I am on leave, have decided to cease from all attempts at creating drawings, or indeed any work at all, for the time being. I am hoping that this period of respite will enable the eventual return of my abilities and skills which have departed from me as if on a migratory path. Having recently made several abortive attempts at drawing cloud formations, I find myself not only woefully out of practise, which state of affairs could, I suppose, be remedied, but wholly disinclined to undertake the endeavour. I simply do not wish to make drawings of clouds, or anything else at present, my desire has flown along with any skills that I may have possessed. I have not emerged from Dante's "forest dark", and must yet be patient.
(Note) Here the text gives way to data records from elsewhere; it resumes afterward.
use std::fs;
use std::path::Path;

use chrono::NaiveDate;
use osis_admission::config::EngineConfig;
use osis_admission::error::AppError;
use osis_admission::workflows::admission::calendar::{EnrolmentPeriod, PoolRequest};
use osis_admission::workflows::admission::domain::{AccessTitles, Formation, SpecificQuestion};
use osis_admission::workflows::admission::in_memory::{
    CandidateProfile, FixedPropositionCounts, InMemoryCandidateProfiles,
    InMemoryFormationTranslator, InMemorySpecificQuestions,
};
use osis_admission::workflows::admission::ports::FormationTranslator;
use osis_admission::workflows::admission::{
    BusinessException, DeterminedPool, MultipleBusinessExceptions, Proposition,
    PropositionVerifier, RegistrationCalendar,
};
use serde::Deserialize;
use tracing::debug;

/// Everything the engine reads for one proposition, as exported by the admission back office.
#[derive(Debug, Deserialize)]
pub(crate) struct AdmissionSnapshot {
    pub(crate) formations: Vec<Formation>,
    #[serde(default)]
    pub(crate) profile: CandidateProfile,
    pub(crate) proposition: Proposition,
    #[serde(default)]
    pub(crate) questions: Vec<SpecificQuestion>,
    #[serde(default)]
    pub(crate) counts: FixedPropositionCounts,
    #[serde(default)]
    pub(crate) medicine_dentistry_period: Option<EnrolmentPeriod>,
}

/// Snapshot collaborators wired as read-only ports.
struct Ports {
    formations: InMemoryFormationTranslator,
    profiles: InMemoryCandidateProfiles,
    questions: InMemorySpecificQuestions,
}

impl AdmissionSnapshot {
    pub(crate) fn load(path: &Path) -> Result<Self, AppError> {
        let raw = fs::read_to_string(path)?;
        let snapshot: Self = serde_json::from_str(&raw)?;
        debug!(
            path = %path.display(),
            proposition = %snapshot.proposition.id,
            formations = snapshot.formations.len(),
            "snapshot loaded"
        );
        Ok(snapshot)
    }

    fn ports(&self) -> Ports {
        let proposition = &self.proposition;
        Ports {
            formations: InMemoryFormationTranslator::new(self.formations.iter().cloned()),
            profiles: InMemoryCandidateProfiles::default()
                .with(proposition.candidate.clone(), self.profile.clone()),
            questions: InMemorySpecificQuestions::default()
                .with(proposition.formation.clone(), self.questions.clone()),
        }
    }

    fn calendar(&self, today: NaiveDate, config: &EngineConfig) -> RegistrationCalendar {
        let calendar = RegistrationCalendar::standard(today, config);
        match self.medicine_dentistry_period {
            Some(period) => calendar.with_medicine_dentistry_period(period),
            None => calendar,
        }
    }

    fn formation(&self, ports: &Ports) -> Result<Formation, BusinessException> {
        let identity = &self.proposition.formation;
        ports
            .formations
            .get(&identity.acronym, identity.year)
            .ok_or_else(|| BusinessException::FormationNotFound {
                acronym: identity.acronym.clone(),
                year: identity.year,
            })
    }

    fn titles(&self, formation: &Formation) -> AccessTitles {
        AccessTitles::compute(formation.training_type, &self.profile.access_conditions)
    }

    /// Pool and academic year of the proposition given its declarations.
    pub(crate) fn determine_pool(
        &self,
        today: NaiveDate,
        config: &EngineConfig,
    ) -> Result<DeterminedPool, BusinessException> {
        let ports = self.ports();
        let formation = self.formation(&ports)?;
        let titles = self.titles(&formation);
        let request = PoolRequest {
            formation: &formation,
            candidate: &self.proposition.candidate,
            titles: &titles,
            declarations: Some(&self.proposition.declarations),
        };
        self.calendar(today, config)
            .determine_year_and_pool(&request, &ports.profiles)
    }

    /// Every reason the proposition may not be submitted on `today`.
    pub(crate) fn verify(
        &self,
        today: NaiveDate,
        config: &EngineConfig,
    ) -> Result<(), MultipleBusinessExceptions> {
        let ports = self.ports();
        let formation = self.formation(&ports)?;
        let titles = self.titles(&formation);
        let calendar = self.calendar(today, config);
        PropositionVerifier {
            formations: &ports.formations,
            profile: &ports.profiles,
            calendar: &calendar,
            maximum_propositions: &self.counts,
            questions: &ports.questions,
            config,
        }
        .verify(&self.proposition, &titles)
    }
}
use chrono::{Duration, NaiveDate};
use serde::{Deserialize, Serialize};
use std::ops::RangeInclusive;

use super::pool::AdmissionPool;

/// A day of the year, anchored relative to an academic year.
#[derive(Debug, Clone, Copy, PartialEq, Eq)]
pub struct AnchorDate {
    pub day: u32,
    pub month: u32,
    pub year_offset: i32,
}

impl AnchorDate {
    pub const fn new(day: u32, month: u32, year_offset: i32) -> Self {
        Self {
            day,
            month,
            year_offset,
        }
    }

    pub fn resolve(self, academic_year: i32) -> Option<NaiveDate> {
        NaiveDate::from_ymd_opt(academic_year + self.year_offset, self.month, self.day)
    }
}

#[derive(Debug, Clone, Copy, PartialEq, Eq)]
pub enum WindowEnd {
    /// Closes the day before the window of the following academic year opens.
    DayBeforeNextCutover,
    On(AnchorDate),
}

/// Registration period of one pool for one academic year, bounds included.
#[derive(Debug, Clone, Copy, PartialEq, Eq, Serialize, Deserialize)]
pub struct PoolWindow {
    pub pool: AdmissionPool,
    pub year: i32,
    pub start: NaiveDate,
    pub end: NaiveDate,
}

impl PoolWindow {
    /// Window derived from the pool's cutover and end dates.
    pub fn standard(pool: AdmissionPool, year: i32) -> Option<Self> {
        let start = pool.cutover().resolve(year)?;
        let end = match pool.end() {
            WindowEnd::DayBeforeNextCutover => {
                pool.cutover().resolve(year + 1)? - Duration::days(1)
            }
            WindowEnd::On(anchor) => anchor.resolve(year)?,
        };
        Some(Self {
            pool,
            year,
            start,
            end,
        })
    }

    /// Standard windows of every pool for every academic year of `years`.
    pub fn standard_for_years(years: RangeInclusive<i32>) -> Vec<Self> {
        years
            .flat_map(|year| {
                AdmissionPool::ordered()
                    .into_iter()
                    .filter_map(move |pool| Self::standard(pool, year))
            })
            .collect()
    }

    pub fn is_open(&self, today: NaiveDate) -> bool {
        self.start <= today && today <= self.end
    }
}

/// Specific registration period of bachelors in medicine and dentistry.
#[derive(Debug, Clone, Copy, PartialEq, Eq, Serialize, Deserialize)]
pub struct EnrolmentPeriod {
    pub start: NaiveDate,
    pub end: NaiveDate,
}

impl EnrolmentPeriod {
    pub fn contains(&self, today: NaiveDate) -> bool {
        self.start <= today && today <= self.end
    }
}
Hence my decision to formalise the arrangement; to designate this empty period a sabbatical, thereby effecting a release from the self imposed pressure to make drawings, and instead to fill those hours previously beguiled by making  drawings, in research, in reading the books that I have always intended to read, but never have, in attempting a more formal account of my ongoing struggle with depressive illness, in the hope that one day the work may be published for the benefit of those others, who like myself wrestle with the forces of darkness, and who have lost the "straight foreward pathway".

Sunday 24 February 2013

a forest dark


"Midway upon the journey of our life
I found myself within a forest dark
For the straight foreward pathway had been lost".


Dante Alighieri  The Divine Comedy canto I Inferno

I can think of, or compose, no better sentences than to describe my own condition.

Monday 18 February 2013

my father's hairbrushes

Almost two years after my father's death, his hairbrushes remain upturned upon the bedside table in the room in which he last slept before being taken ill and admitted to hospital. There are two brushes, one for each hand, and it was my father's habit to take them thus, and sweep them one after the other from his brow to the nape of his neck.

They are old, slightly worn, a few silver hairs clinging to the bristles. They still smell of clean skin and the faintly musky odour of hair; the scent of my father's forehead when I bent over him to kiss him farewell at the close of each hospital visit. The scent, lingering on well after the extinguishing of life, and the cremation of my father's body, shocks me into tears, awakens such an acute sense of loss that I can no longer bear to hold the brushes, and I lay them down, side by side as my mother had placed them.